In the financial advisory community, alternative assets typically considered for diversification are property, infrastructure funds and commodities such as oil and gas. These may offer income linked to the underlying asset, however they can tend to still be listed as an equity-based fund and as such still be exposed to risk and volatility in financial markets.

An investment manager quoted in a recent  FTAdvisor article stated that “Real assets, and alternative assets have an increasingly important role to play in a diversified portfolio.” Diversification tools carry different characteristics in terms of risk and returns and the investor should consider the complementary elements they bring to a portfolio.”

Fine wine and other ‘real assets’ tend to deliver value over the long term, with characteristically stable growth that can hedge inflation, contrasting equities which offer a higher propensity for short term gains but experience greater volatility and market risk.

Liv-ex recently published a comparison of its key fine wine benchmarks, the Liv-ex 50 (measures the ten most recent physical vintages of the five Bordeaux First Growths), the Liv-ex 100 (the 100 most traded wines on the market) and the Liv-ex 1000 (the broadest measure of the fine wine market) the FTSE 100, S&P 500, Nasdaq and commodities oil and gold from December 2003 to June 2021 – see chart

The period under review includes the 2008 financial crisis, the fine wine market peak in 2010-2011 and subsequent fall as the Chinese buyers drove the market in top Bordeaux and then broadened focus to other regions resultling in the more diversified market we have a decade on in 2021. Later the effects of Brexit and Covid-19 can also be seen and finally the removal of the US Tariffs in Spring 2021.

Fine wine’s performance over this near 2-decade period has tracked the key financial markets and commodity benchmarks. To the end of June 2021, the Liv-ex 50 is up 263%, the Liv-ex 1000 has risen 276% and the blue-chip S&P500 recorded 286.5% growth, considerably more than the FTSE 100, but impressively, a similar performance.

As in all markets, prices will go down as well as up and ideally a diversified investment portfolio will offer balance as certain assets suffer down periods, cash may be protected in periods of higher inflation and tax benefits can be enjoyed.

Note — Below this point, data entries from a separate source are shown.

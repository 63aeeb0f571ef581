//! Enrollment field definition catalog
//!
//! Courses configure which enrollment fields a learner must fill in by
//! referencing field ids from this fixed catalog. The catalog owns the
//! label, input kind and (for selects) the option list; a course config
//! only carries `{field_id, required}` pairs.

use serde::{Deserialize, Serialize};

/// Input kind of an enrollment field
#[derive(Debug, Clone, Copy, PartialEq, Eq, Serialize, Deserialize)]
#[serde(rename_all = "lowercase")]
pub enum FieldKind {
    Text,
    Tel,
    Email,
    Url,
    Date,
    Select,
    Textarea,
}

/// One entry of the enrollment field catalog
///
/// `locked` fields (full name, phone) are mandatory for every course no
/// matter what the course config says.
#[derive(Debug, Clone, Serialize)]
pub struct FieldDef {
    pub id: &'static str,
    pub label: &'static str,
    pub kind: FieldKind,
    pub locked: bool,
    #[serde(skip_serializing_if = "Option::is_none")]
    pub placeholder: Option<&'static str>,
    #[serde(skip_serializing_if = "<[_]>::is_empty")]
    pub options: &'static [&'static str],
}

/// The fixed enrollment field catalog
pub const ENROLLMENT_FIELDS: &[FieldDef] = &[
    FieldDef {
        id: "full_name",
        label: "Full Name",
        kind: FieldKind::Text,
        locked: true,
        placeholder: Some("e.g. Mohammed Ahmed Abdallah"),
        options: &[],
    },
    FieldDef {
        id: "phone",
        label: "Phone Number",
        kind: FieldKind::Tel,
        locked: true,
        placeholder: Some("09xxxxxxxx"),
        options: &[],
    },
    FieldDef {
        id: "email",
        label: "Email Address",
        kind: FieldKind::Email,
        locked: false,
        placeholder: Some("you@example.com"),
        options: &[],
    },
    FieldDef {
        id: "national_id",
        label: "National ID",
        kind: FieldKind::Text,
        locked: false,
        placeholder: Some("Enter your national ID number"),
        options: &[],
    },
    FieldDef {
        id: "date_of_birth",
        label: "Date of Birth",
        kind: FieldKind::Date,
        locked: false,
        placeholder: None,
        options: &[],
    },
    FieldDef {
        id: "gender",
        label: "Gender",
        kind: FieldKind::Select,
        locked: false,
        placeholder: None,
        options: &["Male", "Female", "Prefer not to say"],
    },
    FieldDef {
        id: "city",
        label: "City / Location",
        kind: FieldKind::Text,
        locked: false,
        placeholder: Some("e.g. Khartoum, Omdurman"),
        options: &[],
    },
    FieldDef {
        id: "university",
        label: "University / School",
        kind: FieldKind::Text,
        locked: false,
        placeholder: Some("e.g. University of Khartoum"),
        options: &[],
    },
    FieldDef {
        id: "specialization",
        label: "Specialization / Major",
        kind: FieldKind::Text,
        locked: false,
        placeholder: Some("e.g. Computer Science, Engineering"),
        options: &[],
    },
    FieldDef {
        id: "education_level",
        label: "Education Level",
        kind: FieldKind::Select,
        locked: false,
        placeholder: None,
        options: &[
            "High School",
            "Diploma",
            "Bachelor's",
            "Master's",
            "PhD",
            "Other",
        ],
    },
    FieldDef {
        id: "occupation",
        label: "Occupation / Job Title",
        kind: FieldKind::Text,
        locked: false,
        placeholder: Some("e.g. Software Engineer, Student"),
        options: &[],
    },
    FieldDef {
        id: "experience",
        label: "Years of Experience",
        kind: FieldKind::Select,
        locked: false,
        placeholder: None,
        options: &[
            "No experience",
            "Less than 1 year",
            "1-2 years",
            "3-5 years",
            "5+ years",
        ],
    },
    FieldDef {
        id: "linkedin",
        label: "LinkedIn Profile",
        kind: FieldKind::Url,
        locked: false,
        placeholder: Some("https://linkedin.com/in/yourprofile"),
        options: &[],
    },
    FieldDef {
        id: "motivation",
        label: "Why do you want to join?",
        kind: FieldKind::Textarea,
        locked: false,
        placeholder: Some("Tell us why you're interested in this course..."),
        options: &[],
    },
    FieldDef {
        id: "referral",
        label: "How did you hear about us?",
        kind: FieldKind::Text,
        locked: false,
        placeholder: Some("e.g. Friend, social media, Google"),
        options: &[],
    },
    FieldDef {
        id: "note",
        label: "Additional Notes",
        kind: FieldKind::Textarea,
        locked: false,
        placeholder: Some("Any questions or special requests..."),
        options: &[],
    },
];

/// Look up a field definition by catalog id
pub fn field_def(id: &str) -> Option<&'static FieldDef> {
    ENROLLMENT_FIELDS.iter().find(|f| f.id == id)
}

Fine wine investments do not generally attract Capital Gains Tax on any profits made, subject to personal circumstances. Of course, EIS qualifying shares and other tax-efficient financial instruments offer tax advantages but there tends to be conditions attached. See our latest Tax Report for more information on the benefits of investing in fine wine.

Finally, the reality of a ‘real asset’ is the tangible value, companies fail – paper can become worthless – you will always have your wine – to sell at market value or enjoy yourself!